Part Three: Lifting Australia’s World Competitiveness: Waterfront Reform

Finally, I want to emphasise that Australia has been in a position to help the region only because the Government took the necessary steps to put our domestic economic house in order.

Over the past two years, the Government has undertaken major reform of the Australian economy. This has improved Australia’s ability to assist the region from a position of strength. And this national strength is widely recognised throughout the regional and world economy.

The Australian Government’s disciplined economic management over the past two years - including its concerted attack on Labor’s budget deficits - has led to the lowest interest rates in Australia since the 1960s, and continuing good economic growth.

The Government is maintaining the momentum of economic reform in Australia.
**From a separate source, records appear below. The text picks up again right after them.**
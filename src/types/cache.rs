//! Lazy, memoized type descriptor cache.
//!
//! Descriptors are resolved from the host catalog on first use and shared
//! by `Rc` afterwards. There is no eviction: catalog types do not change
//! underneath a running engine.

use super::{CatalogType, Oid, RowDescriptor, TypeClass, TypeDescriptor, TypeKind};
use crate::host::TypeCatalog;
use crate::{Error, Result};
use std::cell::RefCell;
use std::collections::HashMap;
use std::rc::Rc;

/// Statistics for cache monitoring.
#[derive(Debug, Clone, Default, PartialEq, Eq)]
pub struct CacheStats {
    /// Total number of cache lookups
    pub lookups: u64,
    /// Number of cache hits
    pub hits: u64,
    /// Number of cache misses
    pub misses: u64,
    /// Number of insertions
    pub insertions: u64,
}

impl CacheStats {
    /// Calculate the cache hit rate (0.0 to 1.0)
    pub fn hit_rate(&self) -> f64 {
        if self.lookups == 0 {
            0.0
        } else {
            self.hits as f64 / self.lookups as f64
        }
    }
}

/// Memoizes [`TypeDescriptor`]s by type identifier.
///
/// # Example
///
/// ```rust
/// use pllua::host::MemoryHost;
/// use pllua::types::{oid, TypeCache};
///
/// let host = MemoryHost::new();
/// let cache = TypeCache::new();
/// let first = cache.get(&host, oid::INT4).unwrap();
/// let second = cache.get(&host, oid::INT4).unwrap();
/// assert!(std::rc::Rc::ptr_eq(&first, &second));
/// ```
#[derive(Debug, Default)]
pub struct TypeCache {
    entries: RefCell<HashMap<Oid, Rc<TypeDescriptor>>>,
    stats: RefCell<CacheStats>,
}

impl TypeCache {
    /// Creates an empty cache.
    pub fn new() -> Self {
        Self::default()
    }

    /// Returns the descriptor for `type_oid`, resolving it on first use.
    ///
    /// Fails with a conversion error when the catalog does not know the type.
    pub fn get<C: TypeCatalog + ?Sized>(&self, catalog: &C, type_oid: Oid) -> Result<Rc<TypeDescriptor>> {
        self.stats.borrow_mut().lookups += 1;

        if let Some(desc) = self.entries.borrow().get(&type_oid) {
            self.stats.borrow_mut().hits += 1;
            return Ok(Rc::clone(desc));
        }
        self.stats.borrow_mut().misses += 1;

        let entry = catalog
            .lookup_type(type_oid)?
            .ok_or_else(|| Error::conversion(format!("cache lookup failed for type {}", type_oid)))?;
        let desc = Rc::new(resolve(entry)?);

        log::debug!("type cache: resolved {} ({})", desc.name, type_oid);
        self.entries.borrow_mut().insert(type_oid, Rc::clone(&desc));
        self.stats.borrow_mut().insertions += 1;
        Ok(desc)
    }

    /// Follows domains down to the underlying type, accumulating the
    /// innermost type modifier.
    pub fn resolve_domain<C: TypeCatalog + ?Sized>(
        &self,
        catalog: &C,
        type_oid: Oid,
        type_mod: i32,
    ) -> Result<(Rc<TypeDescriptor>, i32)> {
        let mut desc = self.get(catalog, type_oid)?;
        let mut type_mod = type_mod;
        let mut hops = 0;
        while let TypeKind::Domain { base, type_mod: base_mod } = desc.kind {
            hops += 1;
            if hops > 32 {
                return Err(Error::conversion(format!("domain chain too deep for type {}", type_oid)));
            }
            if base_mod != -1 {
                type_mod = base_mod;
            }
            desc = self.get(catalog, base)?;
        }
        Ok((desc, type_mod))
    }

    /// Number of cached descriptors.
    pub fn len(&self) -> usize {
        self.entries.borrow().len()
    }

    /// True when nothing is cached.
    pub fn is_empty(&self) -> bool {
        self.entries.borrow().is_empty()
    }

    /// Snapshot of the cache statistics.
    pub fn stats(&self) -> CacheStats {
        self.stats.borrow().clone()
    }
}

fn resolve(entry: CatalogType) -> Result<TypeDescriptor> {
    let kind = match entry.class {
        TypeClass::Base => match entry.element {
            Some(element) if entry.len == -1 => TypeKind::Array { element },
            _ => TypeKind::Base,
        },
        TypeClass::Domain => {
            let base = entry.base.ok_or_else(|| {
                Error::conversion(format!("domain '{}' has no underlying type", entry.name))
            })?;
            TypeKind::Domain { base, type_mod: entry.base_type_mod }
        }
        TypeClass::Enum => TypeKind::Enum { labels: entry.labels },
        TypeClass::Composite => {
            TypeKind::Composite(Rc::new(RowDescriptor::new(entry.oid, entry.attributes)))
        }
        TypeClass::Pseudo => TypeKind::Pseudo,
    };

    Ok(TypeDescriptor {
        oid: entry.oid,
        name: entry.name,
        kind,
        len: entry.len,
        by_value: entry.by_value,
        align: entry.align,
    })
}

#[cfg(test)]
mod tests {
    use super::*;
    use crate::host::MemoryHost;
    use crate::types::{oid, Attribute};

    #[test]
    fn test_cache_memoizes() {
        let host = MemoryHost::new();
        let cache = TypeCache::new();

        let a = cache.get(&host, oid::TEXT).unwrap();
        let b = cache.get(&host, oid::TEXT).unwrap();
        assert!(Rc::ptr_eq(&a, &b));

        let stats = cache.stats();
        assert_eq!(stats.lookups, 2);
        assert_eq!(stats.hits, 1);
        assert_eq!(stats.insertions, 1);
        assert_eq!(stats.hit_rate(), 0.5);
    }

    #[test]
    fn test_unknown_type_is_conversion_error() {
        let host = MemoryHost::new();
        let cache = TypeCache::new();
        let err = cache.get(&host, 999_999).unwrap_err();
        assert!(matches!(err, Error::Conversion(_)));
        assert!(cache.is_empty());
    }

    #[test]
    fn test_kinds_resolved() {
        let host = MemoryHost::new();
        let mood = host.define_enum("mood", &["sad", "ok", "happy"]);
        let pair = host.define_composite(
            "pair",
            vec![Attribute::new("a", oid::INT4), Attribute::new("b", oid::TEXT)],
        );
        let cache = TypeCache::new();

        assert!(matches!(cache.get(&host, oid::INT4_ARRAY).unwrap().kind, TypeKind::Array { element } if element == oid::INT4));
        assert!(matches!(&cache.get(&host, mood).unwrap().kind, TypeKind::Enum { labels } if labels.len() == 3));
        match &cache.get(&host, pair).unwrap().kind {
            TypeKind::Composite(row) => assert_eq!(row.position("b"), Some(1)),
            other => panic!("unexpected kind {:?}", other),
        }
        assert_eq!(cache.get(&host, oid::VOID).unwrap().kind, TypeKind::Pseudo);
    }

    #[test]
    fn test_domain_resolution() {
        let host = MemoryHost::new();
        let short_name = host.define_domain("short_name", oid::VARCHAR, 14);
        let cache = TypeCache::new();

        let (desc, type_mod) = cache.resolve_domain(&host, short_name, -1).unwrap();
        assert_eq!(desc.oid, oid::VARCHAR);
        assert_eq!(type_mod, 14);
    }
}
//! Type descriptors and the per-engine type cache.
//!
//! A [`TypeDescriptor`] is the engine's resolved view of a catalog type:
//! its kind (base, domain, enum, array, composite, pseudo), storage length
//! and alignment, plus kind-specific data such as enum labels or the row
//! layout of a composite.

mod cache;

pub use cache::{CacheStats, TypeCache};

use std::rc::Rc;

/// Object identifier of a catalog entry.
pub type Oid = u32;

/// Type identifiers the marshaling engine knows directly.
pub mod oid {
    use super::Oid;

    /// boolean
    pub const BOOL: Oid = 16;
    /// bytea
    pub const BYTEA: Oid = 17;
    /// bigint
    pub const INT8: Oid = 20;
    /// smallint
    pub const INT2: Oid = 21;
    /// integer
    pub const INT4: Oid = 23;
    /// text
    pub const TEXT: Oid = 25;
    /// json
    pub const JSON: Oid = 114;
    /// real
    pub const FLOAT4: Oid = 700;
    /// double precision
    pub const FLOAT8: Oid = 701;
    /// character(n)
    pub const BPCHAR: Oid = 1042;
    /// character varying(n)
    pub const VARCHAR: Oid = 1043;
    /// numeric(p, s)
    pub const NUMERIC: Oid = 1700;
    /// refcursor
    pub const REFCURSOR: Oid = 1790;
    /// record (pseudo)
    pub const RECORD: Oid = 2249;
    /// void (pseudo)
    pub const VOID: Oid = 2278;
    /// trigger (pseudo)
    pub const TRIGGER: Oid = 2279;

    /// boolean[]
    pub const BOOL_ARRAY: Oid = 1000;
    /// bytea[]
    pub const BYTEA_ARRAY: Oid = 1001;
    /// smallint[]
    pub const INT2_ARRAY: Oid = 1005;
    /// integer[]
    pub const INT4_ARRAY: Oid = 1007;
    /// text[]
    pub const TEXT_ARRAY: Oid = 1009;
    /// character(n)[]
    pub const BPCHAR_ARRAY: Oid = 1014;
    /// character varying(n)[]
    pub const VARCHAR_ARRAY: Oid = 1015;
    /// bigint[]
    pub const INT8_ARRAY: Oid = 1016;
    /// real[]
    pub const FLOAT4_ARRAY: Oid = 1021;
    /// double precision[]
    pub const FLOAT8_ARRAY: Oid = 1022;
    /// numeric[]
    pub const NUMERIC_ARRAY: Oid = 1231;
    /// json[]
    pub const JSON_ARRAY: Oid = 199;
    /// refcursor[]
    pub const REFCURSOR_ARRAY: Oid = 2201;
    /// record[]
    pub const RECORD_ARRAY: Oid = 2287;
}

/// Catalog classification of a type.
#[derive(Debug, Clone, Copy, PartialEq, Eq)]
pub enum TypeClass {
    /// Base (scalar or array) type.
    Base,
    /// Composite (row) type.
    Composite,
    /// Domain over another type.
    Domain,
    /// Enumerated type.
    Enum,
    /// Pseudo-type.
    Pseudo,
}

/// Storage alignment of a type.
#[derive(Debug, Clone, Copy, PartialEq, Eq)]
pub enum Alignment {
    /// 1 byte
    Char,
    /// 2 bytes
    Short,
    /// 4 bytes
    Int,
    /// 8 bytes
    Double,
}

impl Alignment {
    /// Alignment in bytes.
    pub fn bytes(self) -> usize {
        match self {
            Alignment::Char => 1,
            Alignment::Short => 2,
            Alignment::Int => 4,
            Alignment::Double => 8,
        }
    }

    /// Rounds `len` up to this alignment.
    pub fn align(self, len: usize) -> usize {
        let a = self.bytes();
        (len + a - 1) & !(a - 1)
    }
}

/// One attribute (column) of a row layout.
#[derive(Debug, Clone, PartialEq, Eq)]
pub struct Attribute {
    /// Column name.
    pub name: String,
    /// Column type.
    pub type_oid: Oid,
    /// Column type modifier (-1 for none).
    pub type_mod: i32,
}

impl Attribute {
    /// Creates an attribute without a type modifier.
    pub fn new(name: impl Into<String>, type_oid: Oid) -> Self {
        Self { name: name.into(), type_oid, type_mod: -1 }
    }

    /// Sets the type modifier.
    pub fn with_type_mod(mut self, type_mod: i32) -> Self {
        self.type_mod = type_mod;
        self
    }
}

/// Ordered row layout of a composite type or query result.
#[derive(Debug, Clone, PartialEq, Eq)]
pub struct RowDescriptor {
    /// Composite type identifier, or [`oid::RECORD`] for anonymous rows.
    pub type_oid: Oid,
    /// Columns in order.
    pub attributes: Vec<Attribute>,
}

impl RowDescriptor {
    /// Creates a row layout.
    pub fn new(type_oid: Oid, attributes: Vec<Attribute>) -> Self {
        Self { type_oid, attributes }
    }

    /// Creates an anonymous row layout.
    pub fn anonymous(attributes: Vec<Attribute>) -> Self {
        Self::new(oid::RECORD, attributes)
    }

    /// Number of columns.
    pub fn len(&self) -> usize {
        self.attributes.len()
    }

    /// True when the layout has no columns.
    pub fn is_empty(&self) -> bool {
        self.attributes.is_empty()
    }

    /// Position of the column called `name`.
    pub fn position(&self, name: &str) -> Option<usize> {
        self.attributes.iter().position(|a| a.name == name)
    }
}

/// Raw catalog entry as reported by the host.
#[derive(Debug, Clone, PartialEq)]
pub struct CatalogType {
    /// Type identifier.
    pub oid: Oid,
    /// Type name.
    pub name: String,
    /// Classification.
    pub class: TypeClass,
    /// Storage length: positive for fixed width, -1 for varlena, -2 for cstring.
    pub len: i16,
    /// Passed by value.
    pub by_value: bool,
    /// Storage alignment.
    pub align: Alignment,
    /// Element type for array types.
    pub element: Option<Oid>,
    /// Underlying type for domains.
    pub base: Option<Oid>,
    /// Domain type modifier.
    pub base_type_mod: i32,
    /// Column layout for composite types.
    pub attributes: Vec<Attribute>,
    /// Labels for enum types, in sort order.
    pub labels: Vec<String>,
}

impl CatalogType {
    /// Creates a base type entry.
    pub fn base(oid: Oid, name: impl Into<String>, len: i16, by_value: bool, align: Alignment) -> Self {
        Self {
            oid,
            name: name.into(),
            class: TypeClass::Base,
            len,
            by_value,
            align,
            element: None,
            base: None,
            base_type_mod: -1,
            attributes: Vec::new(),
            labels: Vec::new(),
        }
    }

    /// Creates an array type entry over `element`.
    pub fn array(oid: Oid, name: impl Into<String>, element: Oid, align: Alignment) -> Self {
        Self { element: Some(element), ..Self::base(oid, name, -1, false, align) }
    }

    /// Creates a pseudo-type entry.
    pub fn pseudo(oid: Oid, name: impl Into<String>) -> Self {
        Self { class: TypeClass::Pseudo, ..Self::base(oid, name, 4, true, Alignment::Int) }
    }

    /// Creates a composite type entry.
    pub fn composite(oid: Oid, name: impl Into<String>, attributes: Vec<Attribute>) -> Self {
        Self {
            class: TypeClass::Composite,
            attributes,
            ..Self::base(oid, name, -1, false, Alignment::Double)
        }
    }

    /// Creates an enum type entry.
    pub fn enumeration(oid: Oid, name: impl Into<String>, labels: Vec<String>) -> Self {
        Self { class: TypeClass::Enum, labels, ..Self::base(oid, name, 4, true, Alignment::Int) }
    }

    /// Creates a domain entry over `base`.
    pub fn domain(oid: Oid, name: impl Into<String>, base: &CatalogType, type_mod: i32) -> Self {
        Self {
            class: TypeClass::Domain,
            base: Some(base.oid),
            base_type_mod: type_mod,
            ..Self::base(oid, name, base.len, base.by_value, base.align)
        }
    }
}

/// Kind-specific part of a resolved type.
#[derive(Debug, Clone, PartialEq)]
pub enum TypeKind {
    /// Scalar base type.
    Base,
    /// Domain: values marshal as the underlying type.
    Domain {
        /// Underlying type.
        base: Oid,
        /// Underlying type modifier.
        type_mod: i32,
    },
    /// Enumerated type.
    Enum {
        /// Labels in sort order.
        labels: Vec<String>,
    },
    /// Array over `element`.
    Array {
        /// Element type.
        element: Oid,
    },
    /// Composite row type.
    Composite(Rc<RowDescriptor>),
    /// Pseudo-type (void, trigger, record).
    Pseudo,
}

/// Resolved, immutable description of a type. Shared through the cache.
#[derive(Debug, Clone, PartialEq)]
pub struct TypeDescriptor {
    /// Type identifier.
    pub oid: Oid,
    /// Type name.
    pub name: String,
    /// Kind and kind-specific data.
    pub kind: TypeKind,
    /// Storage length.
    pub len: i16,
    /// Passed by value.
    pub by_value: bool,
    /// Storage alignment.
    pub align: Alignment,
}

impl TypeDescriptor {
    /// True for array types.
    pub fn is_array(&self) -> bool {
        matches!(self.kind, TypeKind::Array { .. })
    }

    /// True for composite types and the anonymous record pseudo-type.
    pub fn is_row(&self) -> bool {
        matches!(self.kind, TypeKind::Composite(_)) || self.oid == oid::RECORD
    }

    /// Rejects types a routine cannot accept as an argument.
    pub fn check_argument(&self) -> crate::Result<()> {
        match self.kind {
            TypeKind::Pseudo if self.oid != oid::RECORD => Err(crate::Error::conversion(format!(
                "functions cannot take type '{}'",
                self.name
            ))),
            _ => Ok(()),
        }
    }

    /// Rejects types a routine cannot return.
    pub fn check_result(&self) -> crate::Result<()> {
        match self.kind {
            TypeKind::Pseudo if !matches!(self.oid, oid::VOID | oid::TRIGGER | oid::RECORD) => {
                Err(crate::Error::conversion(format!("functions cannot return type '{}'", self.name)))
            }
            _ => Ok(()),
        }
    }
}

#[cfg(test)]
mod tests {
    use super::*;

    #[test]
    fn test_alignment() {
        assert_eq!(Alignment::Int.align(5), 8);
        assert_eq!(Alignment::Double.align(8), 8);
        assert_eq!(Alignment::Char.align(3), 3);
        assert_eq!(Alignment::Short.align(3), 4);
    }

    #[test]
    fn test_row_descriptor_position() {
        let desc = RowDescriptor::anonymous(vec![
            Attribute::new("id", oid::INT4),
            Attribute::new("name", oid::TEXT),
        ]);
        assert_eq!(desc.position("name"), Some(1));
        assert_eq!(desc.position("missing"), None);
        assert_eq!(desc.len(), 2);
    }

    #[test]
    fn test_pseudo_type_rules() {
        let void = TypeDescriptor {
            oid: oid::VOID,
            name: "void".into(),
            kind: TypeKind::Pseudo,
            len: 4,
            by_value: true,
            align: Alignment::Int,
        };
        assert!(void.check_result().is_ok());
        assert!(void.check_argument().is_err());

        let record = TypeDescriptor { oid: oid::RECORD, name: "record".into(), ..void.clone() };
        assert!(record.check_argument().is_ok());
        assert!(record.is_row());

        let trigger = TypeDescriptor { oid: oid::TRIGGER, name: "trigger".into(), ..void };
        assert!(trigger.check_result().is_ok());
        assert!(trigger.check_argument().is_err());
    }
}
We are pushing aside inflexible and inefficient work and business practices, reforming the labour market, reducing the burden of regulation and paperwork for business, and improving efficiency in infrastructure services. We are committed to reforming Australia’s increasingly outmoded and ramshackle taxation system.

We want to see Australia become, after Tokyo, the second great financial centre of the Asia Pacific region. We are building on our policy framework to develop Australian industry, as outlined in last year’s Investing for Growth industry statement. And we are the first Government to have appointed a Minister for the Information Economy.

The results of this comprehensive and sharply-focused reform effort are already clear. Australia has moved up from 18th to 15th in the annual world competitiveness ranking released two weeks ago by the International Institute for Management Development in Switzerland.

The survey found that Australia’s best competitiveness gains have been made in government and finance, including public sector efficiency and stock market dynamism.

The Director of the Survey, Professor Garelli, said -- Australia is seeing the results of reform of its government structure and development of its Asian strategy. We are seeing business confidence that the Government is more efficient and realistic. It is a kind of awakening of Australia. It has triggered new -

strengths for the Government and we are seeing the results.

One key factor in enhancing Australia’s global competitiveness is to ensure that its ports - the gateways to the nation’s trade - are operating at internationally competitive standards.

This is vital to realising the direct economic benefits that flow from improving our trading potential, and also has a real impact on the overseas perception of Australia as a reliable supplier.

We only have to look around the region to see that there is significant scope for improvement in the performance of Australia’s waterfront. Our stevedoring sector, in particular, is characterised by higher charges, lower productivity and less reliable service delivery than comparable operations at overseas ports.

The Australian Government is committed to reforming the waterfront by addressing the need for greater competition in the industry, and more flexible workplace arrangements. It is essential for Australia to have productive, efficient and reliable ports that contribute to economic growth, job

creation, reduction in foreign debt and greater opportunities for small business.

Conclusion

I want to conclude with the thought that the last eight-to-nine months has been a watershed period for the Asia Pacific, coming after many years of unprecedented economic growth and increasing regional confidence.

But - with a strong commitment to follow through on economic reform and liberalisation - the region will return to an impressive growth track, and the fundamental strengths of the Asia Pacific will drive new gains in productivity and competitiveness.

I am convinced that - 40 to 50 years hence - our successors in government, business and academic life will look back on the late 1990s as a period when the closer regional relationships and deeper mutual understanding forged in adversity laid the basis for renewed regional dynamism and vitality in the new millennium - the Asia Pacific century.